Tailândia – Programas de rastreamento de saúde realizados entre estudantes universitários recém-matriculados na província nordestina de Maha Sarakham, na Tailândia, revelaram uma prevalência notável de infecção por trematódeo hepático (Opisthorchis viverrini), destacando o contínuo desafio de saúde pública representado pelas doenças parasitárias transmitidas por alimentos na região.
Tailândia – Programas de rastreio de saúde realizados entre estudantes universitários recém-matriculados na província nordestina de Maha Sarakham, na Tailândia, revelaram uma prevalência notável de infeção por verme do fígado (Opisthorchis viverrini), evidenciando o շարունակado desafio de saúde pública representado pelas doenças parasitárias transmitidas por alimentos na região.
De acordo com relatórios das autoridades locais de saúde, a Mahasarakham University rastreou 12.733 estudantes do primeiro ano para o ano letivo de 2026 e identificou 4.233 casos positivos, representando aproximadamente 33% dos testados. Entretanto, a Rajabhat Maha Sarakham University rastreou 1.922 novos estudantes, com 380 estudantes (19%) a testarem positivo.
Os achados levaram as autoridades provinciais a reforçar as inspeções de segurança alimentar e a ampliar campanhas de sensibilização pública, incentivando os restaurantes a utilizar produtos de peixe fermentado devidamente cozinhados, promovidos localmente sob a campanha "Cooked Pla Ra Restaurants."
O verme do fígado responsável pela maioria das infeções na região do Mekong é Opisthorchis viverrini, um parasita helminta plano que reside nos ductos biliares de humanos e outros mamíferos.
Estudos médicos indicam que os vermes do fígado adultos podem sobreviver no corpo humano por mais de 20 anos, com alguns relatos sugerindo sobrevivência por até 25–30 anos se não forem tratados.
O parasita tem um ciclo de vida complexo que envolve caracóis de água doce e peixes ciprinídeos de água doce antes de infetar humanos.
As pessoas tornam-se infetadas principalmente ao consumir peixe de água doce cru ou mal cozinhado, incluindo pratos tradicionais como:
Após a ingestão, as larvas do parasita migram através do sistema digestivo para os ductos biliares, onde amadurecem em vermes adultos.
A infeção por verme do fígado é reconhecida como um dos principais fatores de risco para colangiocarcinoma (cancro das vias biliares), uma das formas mais agressivas de cancro relacionado com o fígado.
Os investigadores identificaram vários mecanismos pelos quais a infeção crónica contribui para o desenvolvimento do cancro:
A combinação de inflamação persistente, dano no DNA e crescimento celular excessivo aumenta significativamente o risco a longo prazo de cancro das vias biliares.
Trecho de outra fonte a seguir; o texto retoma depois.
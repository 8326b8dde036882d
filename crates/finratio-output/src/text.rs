//! Fixed-width ASCII tables.
//!
//! Statements are laid out with line items as rows and periods as columns;
//! the ratio table has one row per period and one column per ratio. Absent
//! values are left blank.

use crate::format::{cell, format_amount, format_ratio};
use finratio_data::LineItemTable;
use finratio_ratios::RatioTable;

/// Render a statement table.
pub fn render_line_items(table: &LineItemTable) -> String {
    let mut output = String::new();
    output.push_str(&format!("\n{}\n", table.statement().title()));

    if table.is_empty() {
        output.push_str("(no data)\n");
        return output;
    }

    let headers: Vec<String> = table.periods().iter().map(ToString::to_string).collect();
    let rows: Vec<(&str, Vec<String>)> = table
        .items()
        .iter()
        .map(|item| {
            let cells = item.values.iter().map(|v| cell(*v, format_amount)).collect();
            (item.name.as_str(), cells)
        })
        .collect();

    let name_width = rows
        .iter()
        .map(|(name, _)| name.len())
        .chain(std::iter::once("Line Item".len()))
        .max()
        .unwrap_or_default();
    let value_width = rows
        .iter()
        .flat_map(|(_, cells)| cells.iter().map(String::len))
        .chain(headers.iter().map(String::len))
        .max()
        .unwrap_or_default();
    let width = name_width + headers.len() * (value_width + 1);

    output.push_str(&"=".repeat(width));
    output.push('\n');
    output.push_str(&format!("{:<name_width$}", "Line Item"));
    for header in &headers {
        output.push_str(&format!(" {header:>value_width$}"));
    }
    output.push('\n');
    output.push_str(&"-".repeat(width));
    output.push('\n');

    for (name, cells) in &rows {
        output.push_str(&format!("{name:<name_width$}"));
        for c in cells {
            output.push_str(&format!(" {c:>value_width$}"));
        }
        output.push('\n');
    }

    output.push_str(&"=".repeat(width));
    output.push('\n');
    output
}

/// Render the ratio table, one row per period.
pub fn render_ratios(table: &RatioTable) -> String {
    let mut output = String::new();
    output.push_str("\nFinancial Ratios\n");

    if table.is_empty() {
        output.push_str("(no data)\n");
        return output;
    }

    let period_width = table
        .periods()
        .iter()
        .map(|p| p.to_string().len())
        .chain(std::iter::once("Period".len()))
        .max()
        .unwrap_or_default();

    // Each column is as wide as its header or its widest value
    let columns: Vec<(&str, Vec<String>, usize)> = table
        .columns()
        .iter()
        .map(|column| {
            let cells: Vec<String> = column
                .values
                .iter()
                .map(|v| cell(*v, |x| format_ratio(column.ratio, x)))
                .collect();
            let name = column.ratio.name();
            let width = cells.iter().map(String::len).max().unwrap_or_default().max(name.len());
            (name, cells, width)
        })
        .collect();
    let width = period_width + columns.iter().map(|(_, _, w)| w + 2).sum::<usize>();

    output.push_str(&"=".repeat(width));
    output.push('\n');
    output.push_str(&format!("{:<period_width$}", "Period"));
    for (name, _, w) in &columns {
        output.push_str(&format!("  {name:>w$}"));
    }
    output.push('\n');
    output.push_str(&"-".repeat(width));
    output.push('\n');

    for (row, period) in table.periods().iter().enumerate() {
        output.push_str(&format!("{:<period_width$}", period.to_string()));
        for (_, cells, w) in &columns {
            output.push_str(&format!("  {:>w$}", cells[row]));
        }
        output.push('\n');
    }

    output.push_str(&"=".repeat(width));
    output.push('\n');
    output
}

#[cfg(test)]
mod tests {
    use super::*;
    use finratio_data::{Period, Statement};
    use finratio_ratios::{Ratio, RatioColumn};

    fn periods() -> Vec<Period> {
        vec![
            Period::from_ymd(2024, 9, 28).unwrap(),
            Period::from_ymd(2023, 9, 30).unwrap(),
        ]
    }

    #[test]
    fn test_render_line_items() {
        let table = LineItemTable::new(Statement::Income, periods())
            .with_item("Total Revenue", vec![Some(391_035_000_000.0), Some(383_285_000_000.0)])
            .unwrap()
            .with_item("Diluted EPS", vec![Some(6.08), None])
            .unwrap();

        let text = render_line_items(&table);
        assert!(text.contains("Income Statement"));
        assert!(text.contains("2024-09-28"));
        assert!(text.contains("391,035,000,000"));
        assert!(text.contains("6.08"));

        let eps_line = text.lines().find(|l| l.starts_with("Diluted EPS")).unwrap();
        assert!(eps_line.trim_end().ends_with("6.08"));
    }

    #[test]
    fn test_render_empty_statement() {
        let text = render_line_items(&LineItemTable::empty(Statement::CashFlow));
        assert!(text.contains("Cash Flow"));
        assert!(text.contains("(no data)"));
    }

    #[test]
    fn test_render_ratios() {
        let table = RatioTable::from_columns(
            periods(),
            vec![
                RatioColumn {
                    ratio: Ratio::OperatingMargin,
                    values: vec![Some(31.5123), Some(29.8)],
                },
                RatioColumn {
                    ratio: Ratio::PriceToEarnings,
                    values: vec![Some(37.6), None],
                },
            ],
        )
        .unwrap();

        let text = render_ratios(&table);
        let header = text.lines().find(|l| l.starts_with("Period")).unwrap();
        assert!(header.contains("Operating Margin (%)"));
        assert!(header.contains("P/E Ratio"));

        let latest = text.lines().find(|l| l.starts_with("2024-09-28")).unwrap();
        assert!(latest.contains("31.51"));
        assert!(latest.contains("37.60"));

        let older = text.lines().find(|l| l.starts_with("2023-09-30")).unwrap();
        assert!(older.contains("29.80"));
        assert!(!older.contains("37.60"));
    }
}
A maioria dos indivíduos infetados não apresenta sintomas nas fases iniciais, permitindo que as infeções persistam durante muitos anos.
Quando os sintomas surgem, podem incluir:
A doença avançada pode levar à obstrução dos ductos biliares, icterícia, inflamação da vesícula biliar e, eventualmente, colangiocarcinoma.
Os especialistas em saúde salientam que a infeção por verme do fígado é amplamente prevenível através de uma preparação adequada dos alimentos e saneamento.
As medidas preventivas recomendadas incluem:
Quando a infeção é confirmada, os médicos normalmente prescrevem Praziquantel, um medicamento antiparasitário que elimina eficazmente os vermes do fígado. No entanto, os especialistas observam que, embora o tratamento remova o parasita, ele não pode reverter o dano no DNA ou a lesão crónica dos tecidos que já possam ter ocorrido, sublinhando a importância da prevenção.
A infeção por verme do fígado continua a ser uma preocupação significativa de saúde pública em partes do Sudeste Asiático, particularmente em áreas onde o consumo de peixe de água doce cru ou mal cozinhado continua a fazer parte da cultura alimentar local.
As autoridades de saúde pública continuam a promover educação em segurança alimentar, rastreio precoce e mudança comportamental para reduzir as taxas de infeção e diminuir a carga a longo prazo do cancro das vias biliares nas comunidades afetadas.